:: WHAT YOU ARE ASKED TO DO ::
Every entry below needs to be repeated exactly as written.

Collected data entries
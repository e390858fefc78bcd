// Insertion sort

use crate::input::Family;
use crate::snapshot::{Highlights, History, Mark, Outcome, Recorder, Role, Value};

pub fn run(input: &[Value]) -> History {
    let mut array = input.to_vec();
    let mut rec = Recorder::new(Family::Insertion);
    let n = array.len();

    rec.record_sequence(&array, None, Highlights::new(), "Initial array");

    for i in 1..n {
        let key = array[i];
        let key_mark = Mark::Value(key);

        rec.record_sequence(
            &array,
            None,
            Highlights::new()
                .with(Role::Current, Mark::Index(i))
                .with(Role::Key, key_mark),
            format!("Picked key {} at index {}", key, i),
        );

        // `hole` is where the key would go if inserted now
        let mut hole = i;
        while hole > 0 {
            rec.record_sequence(
                &array,
                None,
                Highlights::new()
                    .with(Role::Current, Mark::Index(i))
                    .with(Role::Key, key_mark)
                    .with(Role::Comparing, Mark::Index(hole - 1)),
                format!("Comparing {} with key {}", array[hole - 1], key),
            );

            if array[hole - 1] <= key {
                break;
            }

            array[hole] = array[hole - 1];
            rec.record_sequence(
                &array,
                None,
                Highlights::new()
                    .with(Role::Current, Mark::Index(i))
                    .with(Role::Key, key_mark)
                    .with(Role::Shifted, Mark::Pair(hole - 1, hole)),
                format!("Shifted {} right to index {}", array[hole], hole),
            );
            hole -= 1;
        }

        array[hole] = key;
        rec.record_sequence(
            &array,
            None,
            Highlights::new()
                .with(Role::Current, Mark::Index(i))
                .with(Role::Inserted, Mark::Index(hole)),
            format!("Inserted key {} at index {}", key, hole),
        );
    }

    rec.finish_sequence(&array, None, Highlights::new(), "Array sorted", Outcome::Sorted)
}
// LSD radix sort with ten digit buckets

use crate::algorithms::{require_non_negative, InvalidInputError};
use crate::input::Family;
use crate::snapshot::{Auxiliary, Highlights, History, Mark, Outcome, Recorder, Role, Value};

const RADIX: usize = 10;

/// Decimal digit count of the largest magnitude, at least 1
fn digit_count(values: &[Value]) -> usize {
    let mut max = values.iter().map(|v| v.unsigned_abs()).max().unwrap_or(0);
    let mut digits = 1;
    while max >= 10 {
        max /= 10;
        digits += 1;
    }
    digits
}

fn digit_at(value: Value, place: u64) -> usize {
    ((value as u64 / place) % RADIX as u64) as usize
}

pub fn run(input: &[Value]) -> Result<History, InvalidInputError> {
    require_non_negative(Family::Radix, input)?;

    let mut array = input.to_vec();
    let mut rec = Recorder::new(Family::Radix);

    if array.is_empty() {
        return Ok(rec.finish_sequence(
            &array,
            None,
            Highlights::new(),
            "Array is empty, already sorted",
            Outcome::Sorted,
        ));
    }

    let digits = digit_count(&array);
    rec.record_sequence(
        &array,
        None,
        Highlights::new(),
        format!("Initial array. Max digits: {}", digits),
    );

    let mut place: u64 = 1;
    for pass in 1..=digits {
        let mut buckets: Vec<Vec<Value>> = vec![Vec::new(); RADIX];
        let snapshot_buckets = |buckets: &[Vec<Value>]| {
            Some(Auxiliary::Buckets {
                buckets: buckets.to_vec(),
                pass,
                place,
            })
        };

        rec.record_sequence(
            &array,
            snapshot_buckets(&buckets),
            Highlights::new().with(Role::Place, Mark::Value(place as Value)),
            format!("Pass {}: sorting by the digit at place {}", pass, place),
        );

        for (i, &value) in array.iter().enumerate() {
            let digit = digit_at(value, place);
            buckets[digit].push(value);
            rec.record_sequence(
                &array,
                snapshot_buckets(&buckets),
                Highlights::new()
                    .with(Role::Place, Mark::Value(place as Value))
                    .with(Role::InputIndex, Mark::Index(i))
                    .with(Role::Bucket, Mark::Index(digit)),
                format!("Distributed {} (digit {}) into bucket {}", value, digit, digit),
            );
        }
        rec.record_sequence(
            &array,
            snapshot_buckets(&buckets),
            Highlights::new().with(Role::Place, Mark::Value(place as Value)),
            format!("Finished distributing for place {}", place),
        );

        let mut write = 0;
        for bucket in 0..RADIX {
            while !buckets[bucket].is_empty() {
                let value = buckets[bucket].remove(0);
                array[write] = value;
                rec.record_sequence(
                    &array,
                    snapshot_buckets(&buckets),
                    Highlights::new()
                        .with(Role::Place, Mark::Value(place as Value))
                        .with(Role::Bucket, Mark::Index(bucket))
                        .with(Role::Collected, Mark::Index(write)),
                    format!("Collected {} from bucket {} into index {}", value, bucket, write),
                );
                write += 1;
            }
        }

        rec.record_sequence(
            &array,
            None,
            Highlights::new().with(Role::Place, Mark::Value(place as Value)),
            format!("Pass {} for place {} complete", pass, place),
        );
        place *= RADIX as u64;
    }

    Ok(rec.finish_sequence(&array, None, Highlights::new(), "Array sorted", Outcome::Sorted))
}

#[cfg(test)]
mod tests {
    use super::*;

    #[test]
    fn test_digit_count() {
        assert_eq!(digit_count(&[0, 0]), 1);
        assert_eq!(digit_count(&[9]), 1);
        assert_eq!(digit_count(&[10, 3]), 2);
        assert_eq!(digit_count(&[999, 1000]), 4);
        assert_eq!(digit_count(&[]), 1);
    }

    #[test]
    fn test_digit_at() {
        assert_eq!(digit_at(472, 1), 2);
        assert_eq!(digit_at(472, 10), 7);
        assert_eq!(digit_at(472, 100), 4);
        assert_eq!(digit_at(472, 1000), 0);
    }
}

:: COMPLETED TASK ::
repository e390858fefc78bcd
// Insertion sort

use crate::input::Family;
use crate::snapshot::{Highlights, History, Mark, Outcome, Recorder, Role, Value};

pub fn run(input: &[Value]) -> History {
    let mut array = input.to_vec();
    let mut rec = Recorder::new(Family::Insertion);
    let n = array.len();

    rec.record_sequence(&array, None, Highlights::new(), "Initial array");

    for i in 1..n {
        let key = array[i];
        let key_mark = Mark::Value(key);

        rec.record_sequence(
            &array,
            None,
            Highlights::new()
                .with(Role::Current, Mark::Index(i))
                .with(Role::Key, key_mark),
            format!("Picked key {} at index {}", key, i),
        );

        // `hole` is where the key would go if inserted now
        let mut hole = i;
        while hole > 0 {
            rec.record_sequence(
                &array,
                None,
                Highlights::new()
                    .with(Role::Current, Mark::Index(i))
                    .with(Role::Key, key_mark)
                    .with(Role::Comparing, Mark::Index(hole - 1)),
                format!("Comparing {} with key {}", array[hole - 1], key),
            );

            if array[hole - 1] <= key {
                break;
            }

            array[hole] = array[hole - 1];
            rec.record_sequence(
                &array,
                None,
                Highlights::new()
                    .with(Role::Current, Mark::Index(i))
                    .with(Role::Key, key_mark)
                    .with(Role::Shifted, Mark::Pair(hole - 1, hole)),
                format!("Shifted {} right to index {}", array[hole], hole),
            );
            hole -= 1;
        }

        array[hole] = key;
        rec.record_sequence(
            &array,
            None,
            Highlights::new()
                .with(Role::Current, Mark::Index(i))
                .with(Role::Inserted, Mark::Index(hole)),
            format!("Inserted key {} at index {}", key, hole),
        );
    }

    rec.finish_sequence(&array, None, Highlights::new(), "Array sorted", Outcome::Sorted)
}
// LSD radix sort with ten digit buckets

use crate::algorithms::{require_non_negative, InvalidInputError};
use crate::input::Family;
use crate::snapshot::{Auxiliary, Highlights, History, Mark, Outcome, Recorder, Role, Value};

const RADIX: usize = 10;

/// Decimal digit count of the largest magnitude, at least 1
fn digit_count(values: &[Value]) -> usize {
    let mut max = values.iter().map(|v| v.unsigned_abs()).max().unwrap_or(0);
    let mut digits = 1;
    while max >= 10 {
        max /= 10;
        digits += 1;
    }
    digits
}

fn digit_at(value: Value, place: u64) -> usize {
    ((value as u64 / place) % RADIX as u64) as usize
}

pub fn run(input: &[Value]) -> Result<History, InvalidInputError> {
    require_non_negative(Family::Radix, input)?;

    let mut array = input.to_vec();
    let mut rec = Recorder::new(Family::Radix);

    if array.is_empty() {
        return Ok(rec.finish_sequence(
            &array,
            None,
            Highlights::new(),
            "Array is empty, already sorted",
            Outcome::Sorted,
        ));
    }

    let digits = digit_count(&array);
    rec.record_sequence(
        &array,
        None,
        Highlights::new(),
        format!("Initial array. Max digits: {}", digits),
    );

    let mut place: u64 = 1;
    for pass in 1..=digits {
        let mut buckets: Vec<Vec<Value>> = vec![Vec::new(); RADIX];
        let snapshot_buckets = |buckets: &[Vec<Value>]| {
            Some(Auxiliary::Buckets {
                buckets: buckets.to_vec(),
                pass,
                place,
            })
        };

        rec.record_sequence(
            &array,
            snapshot_buckets(&buckets),
            Highlights::new().with(Role::Place, Mark::Value(place as Value)),
            format!("Pass {}: sorting by the digit at place {}", pass, place),
        );

        for (i, &value) in array.iter().enumerate() {
            let digit = digit_at(value, place);
            buckets[digit].push(value);
            rec.record_sequence(
                &array,
                snapshot_buckets(&buckets),
                Highlights::new()
                    .with(Role::Place, Mark::Value(place as Value))
                    .with(Role::InputIndex, Mark::Index(i))
                    .with(Role::Bucket, Mark::Index(digit)),
                format!("Distributed {} (digit {}) into bucket {}", value, digit, digit),
            );
        }
        rec.record_sequence(
            &array,
            snapshot_buckets(&buckets),
            Highlights::new().with(Role::Place, Mark::Value(place as Value)),
            format!("Finished distributing for place {}", place),
        );

        let mut write = 0;
        for bucket in 0..RADIX {
            while !buckets[bucket].is_empty() {
                let value = buckets[bucket].remove(0);
                array[write] = value;
                rec.record_sequence(
                    &array,
                    snapshot_buckets(&buckets),
                    Highlights::new()
                        .with(Role::Place, Mark::Value(place as Value))
                        .with(Role::Bucket, Mark::Index(bucket))
                        .with(Role::Collected, Mark::Index(write)),
                    format!("Collected {} from bucket {} into index {}", value, bucket, write),
                );
                write += 1;
            }
        }

        rec.record_sequence(
            &array,
            None,
            Highlights::new().with(Role::Place, Mark::Value(place as Value)),
            format!("Pass {} for place {} complete", pass, place),
        );
        place *= RADIX as u64;
    }

    Ok(rec.finish_sequence(&array, None, Highlights::new(), "Array sorted", Outcome::Sorted))
}

#[cfg(test)]
mod tests {
    use super::*;

    #[test]
    fn test_digit_count() {
        assert_eq!(digit_count(&[0, 0]), 1);
        assert_eq!(digit_count(&[9]), 1);
        assert_eq!(digit_count(&[10, 3]), 2);
        assert_eq!(digit_count(&[999, 1000]), 4);
        assert_eq!(digit_count(&[]), 1);
    }

    #[test]
    fn test_digit_at() {
        assert_eq!(digit_at(472, 1), 2);
        assert_eq!(digit_at(472, 10), 7);
        assert_eq!(digit_at(472, 100), 4);
        assert_eq!(digit_at(472, 1000), 0);
    }
}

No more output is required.